Error Debugging Experience

1、Dynamic Graph to Static Graph Error Log

1.1 How to Read the Error Log

The following is an example code of Dynamic-to-Static error reporting:

import paddle
import numpy as np

@paddle.jit.to_static
def func(x):
    two = paddle.full(shape=[1], fill_value=2, dtype="int32")
    x = paddle.reshape(x, shape=[1, two])
    return x

def train():
    x = paddle.to_tensor(np.ones([3]).astype("int32"))
    func(x)

if __name__ == '__main__':
    train()

After execution, the error log is shown below:

The error log can be divided into 4 parts from top to bottom:

  • Native Python error stack: As shown in the first two lines, it represents a series of subsequent errors caused by the function train() called on line 145 of the /workspace/Paddle/run_dy2stat_error.py file.

  • The start flag of Dynamic-to-Static error stack: In transformed code, represents the dynamic-to-static error message stack, and refers to the error message when the transformed code is running. In the actual scene, you can directly search for the In transformed code keyword, and start from this line and read the error log.

  • User code error stack: It hides the useless error message at the framework level, and reports the error stack of the user code. We add a wavy line and HERE indicator under the error code to indicate the specific error location. We also expanded the error line code context to help you quickly locate the error location. As shown in the third part of the above figure, it can be seen that the user code that made the last error is x = paddle.reshape(x, shape=[1, two]).

  • Error message at the frame level: Provides static graph networking error information. Generally, you can directly locate the error reported in which OpDesc was generated directly based on the information in the last three lines, which is usually the error reported by the infershape logic that executed this Op.

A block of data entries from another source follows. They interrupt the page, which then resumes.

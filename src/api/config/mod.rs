use log::*;

use crate::api::*;
use crate::com::CoeffScanType;

pub const MAX_CTU_SIZE_LOG2: u32 = 7;
pub const MIN_CTU_SIZE_LOG2: u32 = 4;

// Picture level settings shared by every block of the picture.
#[derive(Clone, Copy, Debug)]
pub struct PictureConfig {
    // Width of the luma plane in samples.
    pub width: u32,
    // Height of the luma plane in samples.
    pub height: u32,
    pub chroma_format: ChromaFormat,
    // log2 of the CTU size in luma samples.
    pub ctu_size_log2: u32,
    // Entropy coding sync (WPP). Neighbours in the CTU row above that lie in a
    // later CTU column are unavailable.
    pub wavefronts: bool,
}

impl Default for PictureConfig {
    fn default() -> Self {
        PictureConfig {
            width: 1920,
            height: 1080,
            chroma_format: ChromaFormat::CF_420,
            ctu_size_log2: 7,
            wavefronts: false,
        }
    }
}

// Partitioning limits, all sizes in luma samples.
#[derive(Clone, Copy, Debug)]
pub struct PartitionConfig {
    // minimum QT leaf size per channel type (luma, chroma)
    pub min_qt_size: [u32; 2],
    pub max_bt_size: u32,
    pub max_tt_size: u32,
    pub min_bt_size: u32,
    pub min_tt_size: u32,
    pub max_mtt_depth: u32,
}

impl Default for PartitionConfig {
    fn default() -> Self {
        PartitionConfig {
            min_qt_size: [8, 8],
            max_bt_size: 128,
            max_tt_size: 64,
            min_bt_size: 4,
            min_tt_size: 4,
            max_mtt_depth: 3,
        }
    }
}

// Residual coding tools.
#[derive(Clone, Copy, Debug)]
pub struct ResidualConfig {
    pub sign_hiding: bool,
    pub transform_skip_context: bool,
    pub extended_precision: bool,
    // per channel type (luma, chroma)
    pub max_log2_tr_dynamic_range: [u32; 2],
    pub scan_type: CoeffScanType,
}

impl Default for ResidualConfig {
    fn default() -> Self {
        ResidualConfig {
            sign_hiding: true,
            transform_skip_context: false,
            extended_precision: false,
            max_log2_tr_dynamic_range: [15, 15],
            scan_type: CoeffScanType::SCAN_DIAG,
        }
    }
}

#[derive(Clone, Copy, Debug, Default)]
pub struct Config {
    pub picture: PictureConfig,
    pub partition: PartitionConfig,
    pub residual: ResidualConfig,
}

fn invalid(msg: String) -> CtxError {
    error!("{}", msg);
    CtxError::InvalidConfig(msg)
}

impl Config {
    pub fn ctu_size(&self) -> u32 {
        1 << self.picture.ctu_size_log2
    }

    pub fn validate(&self) -> Result<(), CtxError> {
        let pic = &self.picture;
        let part = &self.partition;

        if pic.width == 0 || pic.height == 0 {
            return Err(invalid(format!(
                "picture size {}x{} is empty",
                pic.width, pic.height
            )));
        }
        if pic.ctu_size_log2 < MIN_CTU_SIZE_LOG2 || pic.ctu_size_log2 > MAX_CTU_SIZE_LOG2 {
            return Err(invalid(format!(
                "ctu size 1<<{} outside [{}, {}]",
                pic.ctu_size_log2,
                1 << MIN_CTU_SIZE_LOG2,
                1 << MAX_CTU_SIZE_LOG2
            )));
        }

        let ctu = self.ctu_size();
        let sizes = [
            ("min_qt_size[luma]", part.min_qt_size[0]),
            ("min_qt_size[chroma]", part.min_qt_size[1]),
            ("max_bt_size", part.max_bt_size),
            ("max_tt_size", part.max_tt_size),
            ("min_bt_size", part.min_bt_size),
            ("min_tt_size", part.min_tt_size),
        ];
        for &(name, size) in sizes.iter() {
            if !size.is_power_of_two() || size < 4 || size > ctu {
                return Err(invalid(format!(
                    "{} = {} must be a power of two in [4, {}]",
                    name, size, ctu
                )));
            }
        }
        if part.min_bt_size > part.max_bt_size {
            return Err(invalid(format!(
                "min_bt_size {} exceeds max_bt_size {}",
                part.min_bt_size, part.max_bt_size
            )));
        }
        if part.min_tt_size > part.max_tt_size {
            return Err(invalid(format!(
                "min_tt_size {} exceeds max_tt_size {}",
                part.min_tt_size, part.max_tt_size
            )));
        }

        for &range in self.residual.max_log2_tr_dynamic_range.iter() {
            if range < 15 || range > 22 {
                return Err(invalid(format!(
                    "max_log2_tr_dynamic_range {} outside [15, 22]",
                    range
                )));
            }
        }

        debug!(
            "config: {}x{} {} ctu {} wpp {}",
            pic.width, pic.height, pic.chroma_format, ctu, pic.wavefronts
        );
        Ok(())
    }
}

The error message in the above figure indicates that the reshape Op error occurred. The cause of the error is that the shape of tensor x is [3], and it is not allowed to reshape it to [1, 2].

NOTE: In some scenarios, the error type will be identified and suggestions for modification will be given, as shown in the figure below. Revise suggestion The following are troubleshooting suggestions for errors. You can check and modify the code according to the suggestions.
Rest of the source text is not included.